Rumors have been swirling that the U.S. is trying to facilitate a fourth meeting between the two leaders before the president faces off with former Vice President Joe Biden. South Korean President Moon Jae-in is reportedly hopeful of another summit, but Pyongyang apparently remains skeptical.
Kwon Jong Gun, the director general of the Department of U.S. Affairs at the North's Foreign Ministry, said Tuesday that Pyongyang has no interest in more talks with the U.S., complaining that all meetings and negotiations to date have produced little progress on denuclearization and sanctions relief.
"Explicitly speaking once again, we have no intention to sit face to face with U.S.," Kwon said in a statement carried by the state-run Korean Central News Agency.

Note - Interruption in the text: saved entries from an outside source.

//! The mutable process descriptor the environment builder fills in.

use camino::Utf8PathBuf;

use crate::SortedMap;

/// The environment map of a process being assembled.
///
/// Names are case-sensitive everywhere except `PATH` on Windows, where any
/// case variant is folded onto the conventional `Path` spelling; every other
/// variable keeps exact-case semantics even there.
#[derive(Debug, Clone, Default)]
pub struct EnvMap {
    vars: SortedMap<String, String>,
}

impl EnvMap {
    /// An empty map.
    pub fn new() -> Self {
        Self::default()
    }

    /// A map seeded from the host process environment. Variables with
    /// non-UTF-8 content are carried lossily rather than dropped.
    pub fn from_host() -> Self {
        let mut map = Self::new();
        for (name, value) in std::env::vars_os() {
            map.set(
                &name.to_string_lossy(),
                value.to_string_lossy().into_owned(),
            );
        }
        map
    }

    fn canonical(name: &str) -> String {
        if cfg!(windows) && name.eq_ignore_ascii_case("PATH") {
            "Path".to_owned()
        } else {
            name.to_owned()
        }
    }

    /// Reads a variable.
    pub fn get(&self, name: &str) -> Option<&str> {
        self.vars.get(&Self::canonical(name)).map(String::as_str)
    }

    /// Writes a variable, replacing any previous value.
    pub fn set(&mut self, name: &str, value: impl Into<String>) {
        self.vars.insert(Self::canonical(name), value.into());
    }

    /// Deletes a variable.
    pub fn remove(&mut self, name: &str) {
        self.vars.remove(&Self::canonical(name));
    }

    /// Iterates over all variables in name order.
    pub fn iter(&self) -> impl Iterator<Item = (&str, &str)> {
        self.vars
            .iter()
            .map(|(name, value)| (name.as_str(), value.as_str()))
    }

    /// Number of variables.
    pub fn len(&self) -> usize {
        self.vars.len()
    }

    /// Whether the map is empty.
    pub fn is_empty(&self) -> bool {
        self.vars.is_empty()
    }

    /// The platform's separator for path-list variables.
    pub fn path_list_separator() -> &'static str {
        if cfg!(windows) {
            ";"
        } else {
            ":"
        }
    }
}

/// The process being assembled: environment plus working directory. Argv
/// lives in the builder until finalization because it expands against this
/// environment.
#[derive(Debug, Clone, Default)]
pub struct ExecutionContext {
    /// Environment variables the process will see.
    pub env: EnvMap,
    /// Working directory, if any binding set one.
    pub working_dir: Option<Utf8PathBuf>,
}

impl ExecutionContext {
    /// An empty context.
    pub fn new() -> Self {
        Self::default()
    }

    /// A context seeded from the host environment.
    pub fn from_host() -> Self {
        Self {
            env: EnvMap::from_host(),
            working_dir: None,
        }
    }
}

/// A frozen, ready-to-launch process descriptor.
#[derive(Debug, Clone)]
pub struct StartInfo {
    /// The executable to launch.
    pub file_name: Utf8PathBuf,
    /// Arguments, fully expanded.
    pub arguments: Vec<String>,
    /// The complete environment (not a delta).
    pub environment: EnvMap,
    /// Working directory, when a binding set one.
    pub working_dir: Option<Utf8PathBuf>,
}
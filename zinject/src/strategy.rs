//! Pluggable execution strategies.
//!
//! The environment builder is parameterized over a small capability set so
//! the same traversal can target native execution or a sandboxed namespace
//! (a container, Wine, WSL). Only [`NativeStrategy`] ships here; the trait
//! is the extension point.

use std::io;
use std::process::Child;

use axoprocess::{AxoprocessError, Cmd};
use camino::{Utf8Path, Utf8PathBuf};

use crate::context::{ExecutionContext, StartInfo};
use crate::errors::{ExecError, ExecResult};

/// The capabilities a launch target must provide.
pub trait ExecutionStrategy {
    /// Seeds a fresh context, usually from the host environment.
    fn create_context(&self) -> ExecutionContext {
        ExecutionContext::from_host()
    }

    /// Translates a host path into the namespace the launched process will
    /// see. The native strategy is the identity.
    fn map_path(&self, path: &Utf8Path) -> Utf8PathBuf {
        path.to_owned()
    }

    /// Launches a finalized descriptor.
    fn start(&self, info: &StartInfo) -> ExecResult<Child>;
}

/// Direct child-process execution with 1:1 paths.
#[derive(Debug, Default)]
pub struct NativeStrategy;

impl ExecutionStrategy for NativeStrategy {
    fn start(&self, info: &StartInfo) -> ExecResult<Child> {
        let mut cmd = Cmd::new(&info.file_name, "launch the selected implementation");
        for argument in &info.arguments {
            cmd.arg(argument);
        }
        // the descriptor's environment is complete, not a delta
        cmd.env_clear();
        for (name, value) in info.environment.iter() {
            cmd.env(name, value);
        }
        if let Some(working_dir) = &info.working_dir {
            cmd.current_dir(working_dir);
        }

        match cmd.spawn() {
            Ok(child) => Ok(child),
            Err(AxoprocessError::Exec { cause, .. })
                if cause.kind() == io::ErrorKind::NotFound =>
            {
                Err(ExecError::LaunchFileMissing {
                    file_name: info.file_name.clone(),
                    cause,
                })
            }
            Err(error) => Err(error.into()),
        }
    }
}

Kwon referred to remarks made by First Vice Foreign Minister Choe Son Hui this weekend, in which she said the North does not "feel any need to sit face to face with the U.S." because American leaders see talks with Kim's regime "as nothing more than a tool for grappling its political crisis."

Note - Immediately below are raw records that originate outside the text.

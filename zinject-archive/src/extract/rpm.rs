//! RPM packages: `rpm2cpio` strips the lead and headers, the cpio reader
//! does the rest.

use std::io;
use std::process::Stdio;

use axoprocess::Cmd;

use crate::builder::Builder;
use crate::errors::{ArchiveError, Result};
use crate::registry::{ExtractOptions, Extractor};
use crate::stream::{ensure_file, ArchiveSource};

use super::cpio::extract_cpio;

pub(crate) struct RpmExtractor;

impl Extractor for RpmExtractor {
    fn extract(
        &self,
        source: ArchiveSource,
        builder: &mut dyn Builder,
        options: &ExtractOptions,
    ) -> Result<()> {
        let archive = ensure_file(source)?;

        let mut cmd = Cmd::new("rpm2cpio", "unpack an rpm payload");
        cmd.arg(archive.path());
        cmd.stdout(Stdio::piped()).stderr(Stdio::null());
        let mut child = cmd.spawn()?;
        let Some(stdout) = child.stdout.take() else {
            return Err(io::Error::other("rpm2cpio child has no stdout").into());
        };

        let extracted = extract_cpio(stdout, builder, options);
        let status = child.wait()?;

        extracted?;
        if status.success() {
            Ok(())
        } else {
            Err(ArchiveError::invalid(
                format!("rpm2cpio exited with {status}"),
                None,
            ))
        }
    }
}
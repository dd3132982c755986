//! Errors!

use camino::Utf8PathBuf;
use miette::Diagnostic;
use thiserror::Error;
use zinject_selections::InterfaceUri;

/// Gotta love a newtyped Result
pub type ExecResult<T> = std::result::Result<T, ExecError>;

/// An error from preparing or launching a selections document
#[derive(Debug, Error, Diagnostic)]
pub enum ExecError {
    /// Selections name no command to run
    #[error("the selections document does not specify a command to run")]
    #[diagnostic(help("was this solved for a library rather than a program?"))]
    MissingCommandName,

    /// Selections list nothing at all
    #[error("the selections document contains no implementations")]
    NoImplementations,

    /// A dependency (or the main interface) has no matching selection
    #[error("no implementation was selected for {interface}")]
    MissingSelection {
        /// The interface nothing satisfies
        interface: InterfaceUri,
    },

    /// A command was referenced by a name its implementation doesn't have
    #[error("implementation {id} has no command named {name:?}")]
    UnknownCommand {
        /// Id of the implementation missing the command
        id: String,
        /// The command name that was requested
        name: String,
    },

    /// An environment binding sets both of its mutually exclusive fields
    #[error("environment binding {name} specifies both value and insert")]
    ConflictingEnvironmentBinding {
        /// Name of the variable the binding targets
        name: String,
    },

    /// A binding carries a name we refuse to put in the filesystem or
    /// environment
    #[error("{name:?} is not usable as a binding name")]
    InvalidBindingName {
        /// The offending name
        name: String,
    },

    /// Two bindings fought over the working directory
    #[error("more than one binding tried to set the working directory")]
    WorkingDirAlreadySet,

    /// A working-dir source was rooted or tried to climb out
    #[error("{dir:?} is not a safe working directory source")]
    UnsafeWorkingDir {
        /// The offending source
        dir: String,
    },

    /// Runner declarations form a loop
    #[error("runner chain loops back to {interface}")]
    CyclicRunnerChain {
        /// Interface at which the loop closed
        interface: InterfaceUri,
    },

    /// A selection id is neither a digest nor a package sentinel
    #[error("implementation id {id:?} is not a recognized manifest digest")]
    UnknownIdFormat {
        /// The unrecognized id
        id: String,
    },

    /// The store has no directory for a digest
    #[error("implementation {id} is not available in the store")]
    #[diagnostic(help("fetch the implementation before launching"))]
    NotInStore {
        /// Id of the missing implementation
        id: String,
    },

    /// Everything expanded to nothing
    #[error("the assembled command line is empty")]
    EmptyCommandLine,

    /// A wrapper string did not parse as a command line
    #[error("wrapper {wrapper:?} is not a valid command line")]
    WrapperUnparseable {
        /// The wrapper as given
        wrapper: String,
    },

    /// The run-environment template executable is not where it should be
    #[error("run-environment template not found at {path}")]
    #[diagnostic(help("the `runenv` helper ships next to the launcher binary"))]
    RunEnvTemplateMissing {
        /// Where we looked
        path: Utf8PathBuf,
    },

    /// The program we assembled a command line for does not exist
    #[error("failed to launch {file_name}: file not found")]
    LaunchFileMissing {
        /// The missing executable
        file_name: Utf8PathBuf,
        /// The launch error
        #[source]
        cause: std::io::Error,
    },

    /// A process-level failure from the launch layer
    #[error(transparent)]
    #[diagnostic(transparent)]
    Cmd(#[from] axoprocess::AxoprocessError),

    /// Plain filesystem failure
    #[error(transparent)]
    Io(#[from] std::io::Error),
}

impl ExecError {
    /// The host exit code this error maps to.
    pub fn exit_code(&self) -> i32 {
        match self {
            ExecError::MissingCommandName
            | ExecError::NoImplementations
            | ExecError::MissingSelection { .. }
            | ExecError::UnknownCommand { .. }
            | ExecError::ConflictingEnvironmentBinding { .. }
            | ExecError::InvalidBindingName { .. }
            | ExecError::WorkingDirAlreadySet
            | ExecError::UnsafeWorkingDir { .. }
            | ExecError::CyclicRunnerChain { .. }
            | ExecError::UnknownIdFormat { .. }
            | ExecError::EmptyCommandLine
            | ExecError::WrapperUnparseable { .. } => 25,
            ExecError::NotInStore { .. }
            | ExecError::RunEnvTemplateMissing { .. }
            | ExecError::LaunchFileMissing { .. }
            | ExecError::Cmd(_)
            | ExecError::Io(_) => 12,
        }
    }
}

Choe added that the Trump administration would be wrong if it thought "negotiations would still work on us," and claimed Pyongyang has "worked out [a] detailed strategic timetable for putting under control the long-term threat from the U.S."
Both Choe and Kwon were dismissive of former national security adviser John Bolton—long a favored target of criticism in North Korea due to his hawkish foreign policy outlook—who also suggested that another Trump-Kim meeting could be on the cards if the president thinks it might boost his election prospects.
Bolton—currently doing the media rounds to promote his new book The Room Where It Happened—has said that Trump might deliver an "October surprise" ahead of the November poll.
Kwon dismissed Bolton as a "meddlesome man" while Choe said the former Trump aide "thoughtlessly voices an intention to mediate the summit, utterly regardless of what we, the dialogue party, would think of it."
Kwon also criticized Moon for his apparent efforts to facilitate another meeting, framing the offer as "nonsensical" and symptomatic of Seoul's "bad habit" of meddling in Northern affairs. "Inter-Korean relations are bound to go further bankrupt as they only talk nonsense," he added.
Trump and Kim have met three times but have so far been unable to reach a deal on denuclearization and sanctions relief. The president has been criticized for the lack of progress and for handing Kim invaluable propaganda victories by meeting with him so publicly. Trump even met the young dictator at the Demilitarized Zone border and stepped onto Northern territory.
U.S. Special Representative for North Korea Stephen Biegun will visit South Korea this week—his first trip to the South since December.
Biegun said last week that another Trump-Kim summit was "probably unlikely" before the election, though said the administration remains ready for "engagement between the two sides."
Frustrated with a lack of success, the North has returned to characteristically belligerent rhetoric and regular weapon testing, though has so far maintained its moratorium on nuclear warhead tests and ballistic missile launches.
Kim ratcheted up tensions last month by blowing up an inter-Korean liaison office in the border city of Kaesong. Pyongyang said the demolition was retaliation for propaganda balloons floated into the North by defector groups in the South.
The regime said Moon had not done enough to stop the balloons, although his government has committed to making such launches illegal.